Find all the lines in the entries below that hold the word "from" and copy them.

> **PROVIDED RECORDS**
========================================
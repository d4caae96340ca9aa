//! Session manager: the single current-user slot and the transitions that fill or
//! clear it. It is an owned context object; callers hold it (usually in an `Arc`)
//! and pass it to whatever needs `is_authenticated` / `has_permission`.
//!
//! State machine: Anonymous -> Authenticating -> Authenticated, and
//! Authenticated -> Anonymous on logout. `Authenticating` is reported while any
//! operation is in flight and before `restore_session` has run.

use std::sync::{Arc, Weak};
use parking_lot::RwLock;
use tracing::{debug, info, warn};

use crate::config::AuthSettings;
use crate::error::{AuthError, AuthOutcome, AuthResult};
use crate::security::{self, Argon2Verifier, CredentialVerifier};
use crate::storage::{self, SharedKv, StorageKeys};
use crate::tprintln;

use super::authorizer::{can_access, AccessDecision};
use super::permission::{permissions_for, Permission, Role};
use super::roles::RoleCatalog;
use super::user::{NewUser, PublicUser, User};
use super::user_store::UserStore;

#[derive(Debug, Clone, PartialEq, Eq)]
pub enum SessionState {
    Anonymous,
    Authenticating,
    Authenticated(PublicUser),
}

/// Point-in-time view of the session, handed to the route gate.
#[derive(Debug, Clone, PartialEq, Eq, Default)]
pub struct SessionSnapshot {
    pub user: Option<PublicUser>,
    pub loading: bool,
}

impl SessionSnapshot {
    pub fn anonymous() -> Self { Self { user: None, loading: false } }

    pub fn signed_in(user: PublicUser) -> Self { Self { user: Some(user), loading: false } }

    pub fn is_authenticated(&self) -> bool { self.user.is_some() }

    pub fn has_permission(&self, p: Permission) -> bool {
        self.user.as_ref().map(|u| permissions_for(u.role).contains(p)).unwrap_or(false)
    }
}

/// Result of a successful registration. The account is not signed in; the caller
/// delivers the token (e.g. by mail) and the user confirms via `verify_email`.
#[derive(Debug, Clone, PartialEq, Eq)]
pub struct Registration {
    pub user: PublicUser,
    pub verification_token: String,
}

impl Registration {
    /// Relative link for the verification page.
    pub fn verification_path(&self) -> String {
        format!("/verify-email?token={}", self.verification_token)
    }
}

#[derive(Debug, Default)]
struct Slot {
    user: Option<PublicUser>,
    in_flight: usize,
    restored: bool,
}

/// Marks the slot as loading for its lifetime; cleared on drop, including early returns.
struct LoadingGuard<'a> {
    slot: &'a RwLock<Slot>,
}

impl<'a> LoadingGuard<'a> {
    fn enter(slot: &'a RwLock<Slot>) -> Self {
        slot.write().in_flight += 1;
        Self { slot }
    }
}

impl Drop for LoadingGuard<'_> {
    fn drop(&mut self) {
        let mut s = self.slot.write();
        s.in_flight = s.in_flight.saturating_sub(1);
    }
}

pub struct SessionManager {
    users: UserStore,
    kv: SharedKv,
    keys: StorageKeys,
    verifier: Arc<dyn CredentialVerifier>,
    settings: AuthSettings,
    slot: Arc<RwLock<Slot>>,
    /// Held for a whole registration so the first-user check and the insert are one step.
    register_lock: tokio::sync::Mutex<()>,
}

impl SessionManager {
    /// Build a manager over `kv` with an Argon2 verifier from `settings.hashing`.
    /// The session is not restored yet; call `restore_session` once at startup.
    pub fn new(kv: SharedKv, settings: AuthSettings) -> AuthResult<Self> {
        let verifier = Argon2Verifier::new(&settings.hashing)?;
        Ok(Self::with_verifier(kv, settings, Arc::new(verifier)))
    }

    pub fn with_verifier(kv: SharedKv, settings: AuthSettings, verifier: Arc<dyn CredentialVerifier>) -> Self {
        let keys = StorageKeys::with_prefix(&settings.key_prefix);
        let users = UserStore::new(kv.clone(), keys.clone());
        let slot = Arc::new(RwLock::new(Slot::default()));
        users.subscribe_role_changes(refresh_on_role_change(Arc::downgrade(&slot), kv.clone(), keys.clone()));
        Self {
            users,
            kv,
            keys,
            verifier,
            settings,
            slot,
            register_lock: tokio::sync::Mutex::new(()),
        }
    }

    /// Open the configured storage backend, build the manager and restore the session.
    pub fn open(settings: AuthSettings) -> AuthResult<Self> {
        let kv = settings.storage.open().map_err(|e| AuthError::Storage(e.to_string()))?;
        let sm = Self::new(kv, settings)?;
        sm.restore_session();
        Ok(sm)
    }

    pub fn settings(&self) -> &AuthSettings { &self.settings }

    /// The backing store. Role changes made through it refresh this session too.
    pub fn user_store(&self) -> &UserStore { &self.users }

    /// Role catalog over the same storage.
    pub fn role_catalog(&self) -> RoleCatalog { RoleCatalog::new(self.kv.clone(), self.keys.clone()) }

    // ---- session state ----

    pub fn is_loading(&self) -> bool {
        let s = self.slot.read();
        s.in_flight > 0 || !s.restored
    }

    pub fn is_authenticated(&self) -> bool { self.slot.read().user.is_some() }

    pub fn current_user(&self) -> Option<PublicUser> { self.slot.read().user.clone() }

    pub fn state(&self) -> SessionState {
        let s = self.slot.read();
        if s.in_flight > 0 || !s.restored {
            SessionState::Authenticating
        } else if let Some(u) = &s.user {
            SessionState::Authenticated(u.clone())
        } else {
            SessionState::Anonymous
        }
    }

    pub fn snapshot(&self) -> SessionSnapshot {
        let s = self.slot.read();
        SessionSnapshot { user: s.user.clone(), loading: s.in_flight > 0 || !s.restored }
    }

    /// False when anonymous; otherwise the catalog decides for the session role.
    pub fn has_permission(&self, permission: Permission) -> bool {
        match &self.slot.read().user {
            Some(u) => permissions_for(u.role).contains(permission),
            None => false,
        }
    }

    /// Route gate against the current snapshot.
    pub fn can_access(&self, required: Option<Permission>, requested_location: &str) -> AccessDecision {
        can_access(&self.snapshot(), required, requested_location)
    }

    // ---- transitions ----

    /// Read the persisted session. A parseable record is installed without its secret;
    /// if the user still exists in the store, the stored record wins so role changes
    /// made elsewhere are picked up. Anything corrupt is discarded. Never fails.
    pub fn restore_session(&self) {
        let persisted: Option<User> = storage::load_json_or_quarantine(&*self.kv, &self.keys, &self.keys.current_user);
        let user = persisted.map(|p| self.users.find_by_id(&p.id).unwrap_or(p));
        let mut s = self.slot.write();
        s.user = user.as_ref().map(PublicUser::from);
        s.restored = true;
        match &s.user {
            Some(u) => info!(target: "sce::auth", "session restored id={} role={}", u.id, u.role),
            None => debug!(target: "sce::auth", "no session to restore"),
        }
    }

    /// Register a new account. The first account in an empty store, or the configured
    /// bootstrap email, becomes ADMIN; everyone else starts as READER. Does not sign in.
    /// Overlapping calls on one manager run one at a time, so only one can be first.
    pub async fn register(&self, username: &str, email: &str, password: &str) -> AuthResult<Registration> {
        let _loading = LoadingGuard::enter(&self.slot);
        let _serial = self.register_lock.lock().await;
        if self.users.find_by_email(email).is_some() {
            warn!(target: "sce::auth", "register rejected: email already registered");
            return Err(AuthError::EmailAlreadyExists { email: email.to_string() });
        }
        if password.is_empty() {
            return Err(AuthError::InvalidInput { field: "password", reason: "must not be empty".into() });
        }
        let secret = self.hash_secret(password).await?;
        let token = security::random_token(self.settings.verification_token_bytes)?;
        let role = if self.users.is_empty() || self.settings.is_bootstrap_admin(email) {
            Role::Admin
        } else {
            Role::Reader
        };
        let user = self.users.create(NewUser {
            username: username.to_string(),
            email: email.to_string(),
            password_secret: secret,
            role,
            is_email_verified: false,
            verification_token: Some(token.clone()),
        })?;
        tprintln!("session.register id={} role={}", user.id, user.role);
        Ok(Registration { user: user.to_public(), verification_token: token })
    }

    /// Sign in. Checks run in order: known email, password, verified email.
    pub async fn login(&self, email: &str, password: &str) -> AuthResult<PublicUser> {
        let _loading = LoadingGuard::enter(&self.slot);
        let Some(user) = self.users.find_by_email(email) else {
            debug!(target: "sce::auth", "login failed: unknown email");
            return Err(AuthError::UserNotFound { email: email.to_string() });
        };
        if !self.verify_secret(&user.password_secret, password).await? {
            warn!(target: "sce::auth", "login failed: bad credentials id={}", user.id);
            return Err(AuthError::InvalidCredentials);
        }
        if !user.is_email_verified {
            debug!(target: "sce::auth", "login refused: email not verified id={}", user.id);
            return Err(AuthError::EmailNotVerified { email: user.email });
        }
        // Persist first so a failed write never leaves a session that will not survive restart.
        storage::store_json(&*self.kv, &self.keys.current_user, &user)?;
        let public = user.to_public();
        self.slot.write().user = Some(public.clone());
        info!(target: "sce::auth", "login id={} role={}", public.id, public.role);
        Ok(public)
    }

    /// Clear the session and its persisted copy. No-op when already anonymous.
    pub fn logout(&self) {
        let previous = self.slot.write().user.take();
        if let Err(e) = storage::remove_key(&*self.kv, &self.keys.current_user) {
            warn!(target: "sce::auth", "logout: {}", e);
        }
        if let Some(u) = previous {
            info!(target: "sce::auth", "logout id={}", u.id);
        }
    }

    /// True the first time a token is presented, false for unknown or spent tokens.
    pub async fn verify_email(&self, token: &str) -> bool {
        let _loading = LoadingGuard::enter(&self.slot);
        match self.users.verify_token(token) {
            Ok(found) => found.is_some(),
            Err(e) => {
                warn!(target: "sce::auth", "verify_email: {}", e);
                false
            }
        }
    }

    // ---- user administration surface ----

    pub fn get_user_by_id(&self, id: &str) -> Option<PublicUser> {
        self.users.find_by_id(id).map(|u| u.to_public())
    }

    pub fn get_all_users(&self) -> Vec<PublicUser> { self.users.list_all() }

    /// Change a user's role. When the target is the signed-in user, the cached
    /// session and its persisted copy are refreshed through the store's role hook.
    pub fn update_user_role(&self, user_id: &str, role: Role) -> bool {
        self.users.update_role(user_id, role)
    }

    // ---- outcome adapters for form collaborators ----

    pub async fn login_outcome(&self, email: &str, password: &str) -> AuthOutcome {
        AuthOutcome::from(&self.login(email, password).await)
    }

    pub async fn register_outcome(&self, username: &str, email: &str, password: &str) -> AuthOutcome {
        match self.register(username, email, password).await {
            Ok(_) => AuthOutcome::ok_with("Registration successful. Check your email to confirm your address."),
            Err(e) => AuthOutcome::failed(&e),
        }
    }

    // ---- credential work off the async executor ----

    async fn hash_secret(&self, password: &str) -> AuthResult<String> {
        let verifier = Arc::clone(&self.verifier);
        let password = password.to_string();
        tokio::task::spawn_blocking(move || verifier.hash(&password))
            .await
            .map_err(|e| AuthError::Internal(format!("hashing task failed: {}", e)))?
            .map_err(AuthError::from)
    }

    async fn verify_secret(&self, secret: &str, password: &str) -> AuthResult<bool> {
        let verifier = Arc::clone(&self.verifier);
        let (secret, password) = (secret.to_string(), password.to_string());
        tokio::task::spawn_blocking(move || verifier.verify(&secret, &password))
            .await
            .map_err(|e| AuthError::Internal(format!("verification task failed: {}", e)))
    }
}

/// Role-change subscriber: keeps the signed-in user's cached role and persisted
/// session in step with the store. Holds the slot weakly so the store does not
/// keep a dropped manager alive.
fn refresh_on_role_change(slot: Weak<RwLock<Slot>>, kv: SharedKv, keys: StorageKeys) -> impl Fn(&User) + Send + Sync + 'static {
    move |updated: &User| {
        let Some(slot) = slot.upgrade() else { return };
        let mut s = slot.write();
        let Some(current) = s.user.as_mut().filter(|u| u.id == updated.id) else { return };
        current.role = updated.role;
        if let Err(e) = storage::store_json(&*kv, &keys.current_user, updated) {
            warn!(target: "sce::auth", "could not refresh persisted session: {}", e);
        }
        debug!(target: "sce::auth", "session role refreshed id={} role={}", updated.id, updated.role);
    }
}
========================================
> **ANSWER FOR THE TASK**
    /// Build a manager over `kv` with an Argon2 verifier from `settings.hashing`.
        s.user = user.as_ref().map(PublicUser::from);
        AuthOutcome::from(&self.login(email, password).await)
            .map_err(AuthError::from)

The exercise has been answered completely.